Posts Tagged ‘Amazon Studios’

HOTEL TRANSYLVANIA 4: TRANSFORMANIA: 3 STARS. “kids will sink their teeth into it.”

The fourth and final instalment of the “Hotel Transylvania” franchise, which began in 2012, comes to Amazon Prime minus Adam Sandler, but with the addition of some monstrously heartwarming messages for kids.

When the animated action begins, Count Dracula (once voiced by Sandler, now played by Brian Hull) is on the brink of retirement. His daughter Mavis (Selena Gomez) and her husband Johnny (Andy Samberg) are poised to inherit the hotel, but Johnny senses that Dracula doesn’t want him, a human, running things. Professor Abraham Van Helsing (Jim Gaffigan) and his Monsterfication Ray offers an answer. It turns Johnny into a winged monster, but when things go sideways, the ray also transforms Dracula and his monster friends into humans. “Being a human is the worst,” Drac complains of the movie’s “Freaky Friday” twist.

“You don’t recognize me?” asks Griffin (David Spade), the invisible man, after his human reveal.

“I have literally never seen you before,” says Mavis.

Mavis, Johnny and the Drac Pack head to a place deep in the Amazon, the only place where the transformations can be reversed, in search of a cure for their situation. “If we don’t fix you guys soon,” says Mavis. “You’ll be like this forever.”

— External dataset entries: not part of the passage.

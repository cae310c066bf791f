// SPDX-License-Identifier: AGPL-3.0-or-later
// Copyright (C) 2025 Jonathan D.A. Jewell

//! Moderation Contract - Typed, testable moderation decisions
//!
//! This module defines the complete contract for content moderation:
//! - **Inputs**: What the moderation pipeline receives (`ModerationRequest`)
//! - **Outputs**: What it returns (`ModerationResult`, `Action`)
//! - **Remediation**: Civil rewrites, empathy checks, de-escalation replies
//! - **Audit Log Format**: Structured records that never store the content
//!
//! Scoring is delegated to a [`ScoringOracle`]; this crate only maps the
//! oracle's rating onto an action through fixed thresholds.

use base64::engine::general_purpose::STANDARD;
use base64::Engine as _;
use chrono::{DateTime, Utc};
use serde::{Deserialize, Serialize};
use std::fmt;
use std::str::FromStr;
use std::sync::Arc;
use std::time::Instant;
use thiserror::Error;
use tracing::{debug, info, warn};
use uuid::Uuid;

pub use toxicity_oracle::{
    parse_assessment, Assessment, ImageInput, OracleError, ReplyOptions, ScoringOracle,
};

// ============================================================================
// CONTRACT VERSION
// ============================================================================

/// Contract version for compatibility checking
pub const CONTRACT_VERSION: &str = "0.1.0";

/// Audit schema identifier
pub const CONTRACT_SCHEMA: &str = "click-or-cap-moderation-v1";

// ============================================================================
// INPUTS - What the pipeline receives
// ============================================================================

/// Content under review
#[derive(Debug, Clone, Serialize, Deserialize, PartialEq, Eq)]
#[serde(rename_all = "snake_case")]
pub enum Content {
    Text(String),
    Image(ImageInput),
}

impl Content {
    pub fn kind(&self) -> &'static str {
        match self {
            Content::Text(_) => "text",
            Content::Image(image) => image.kind(),
        }
    }
}

/// A validated moderation request
#[derive(Debug, Clone, Serialize, Deserialize)]
pub struct ModerationRequest {
    /// Unique request identifier for tracing
    pub request_id: Uuid,

    /// Timestamp when request was created
    pub timestamp: DateTime<Utc>,

    /// The content to judge
    pub content: Content,

    /// Optional description of where the content came from
    pub context: Option<String>,
}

Like the other, big screen entries in the “Hotel Transylvania” series this movie is loud and frenetic. The goofy, colorful action feels like it could be from almost any other animated movie but the characters and the fun voice work (from actors like Steve Buscemi, Kathryn Hahn, Jim Gaffigan, Molly Shannon, Keegan-Michael Key and Fran Drescher) cut through the noise.

They are all unusual characters, but they’ve found their community. They accept one another, like family does. “Transformania” highlights the family feel by allowing the Drac Pack and Johnny, characters we’ve been watching for three other films, to learn what it is like to see the world through one another’s eyes. It’s a lesson in tolerance and acceptance that feels earned, no matter how outlandish the story may be.

The life lessons are wedged between a monster mash of laughs and action, some of which parents may find headache inducing, but, like Dracula, kids should be able to sink their teeth into it.

THE WALL: 2 ½ STARS. “may have been better off as an hour character study.”

Like claustrophobic survival movies “Devil” and “Buried,” the tense new film from “The Bourne Identity” director Doug Liman uses limited locations and characters to tell the story. “The Wall” is a back-to-basics thriller with just three actors, one is never seen, one barely moves while the third carries the day.

Set in 2007 Iraq, Sergeant Allen Isaac (Aaron Taylor-Johnson) and Staff Sergeant Shane Matthews (John Cena) are soldiers on a desert stakeout. Eight dead soldiers litter the area. Their job is to determine cause of death—was it local militia or a highly trained sniper. Twenty hours in they taunt fate, exposing themselves. Shots ring out leaving Matthews, wounded, laying in the open, Isaac nursing a leg wound behind a small brick wall. Pinned down by an enemy sniper, hours pass as Isaac, dehydrated and lightheaded, weighs his options. On the other end of his crackling radio receiver is Juba (voice of Laith Nakli), a poetry spouting Sunni sniper with deadly aim and a way with getting under Isaac’s skin.

“The Wall” is a movie that aims to get into the psyche of soldiers and how men of war deal with loss but for most of its running time is a symphony of misery as Issac grunts, howls and administers some grim self surgery. There are many compelling moments, mostly early on before the first time the thought, “How can this possibly stretch to ninety minutes?” passes through your head. Once it becomes a back and forth between the two men it loses some momentum. What could have been a sly way of discussing the merits, or lack thereof, of the Iraq war effort is, instead, a deep-as-a-lunch-tray look at the psychology of war.

Isaac is a guilt-ridden warrior, unable to return home because of the crushing remorse. Juba, based on a legendary Sunni sniper with at least seventy-five confirmed kills, is a caricature, a snarling serial killer with no real political agenda. Instead he plays cat-and-mouse, drawing the young soldier in—“I just want to have a conversation with you Isaac,” he coos.—before taunting him with over-the-top rhetoric like, “When this is over your skin will be cut from your face; your lying tongue cut from your mouth.”

It can be colourful and powerful but Taylor-Johnson, who was low-key effective in “Nocturnal Animals,” dials it up to eleven here, blowing snot and spit across the screen with every utterance.

“The Wall” is an interesting experiment. It’s a chance for Liman to return to the small-scale filmmaking that made his name—movies like “Swingers” and “Go”—but it feels like it may have been better off as an hour long character study rather than a full blown feature film.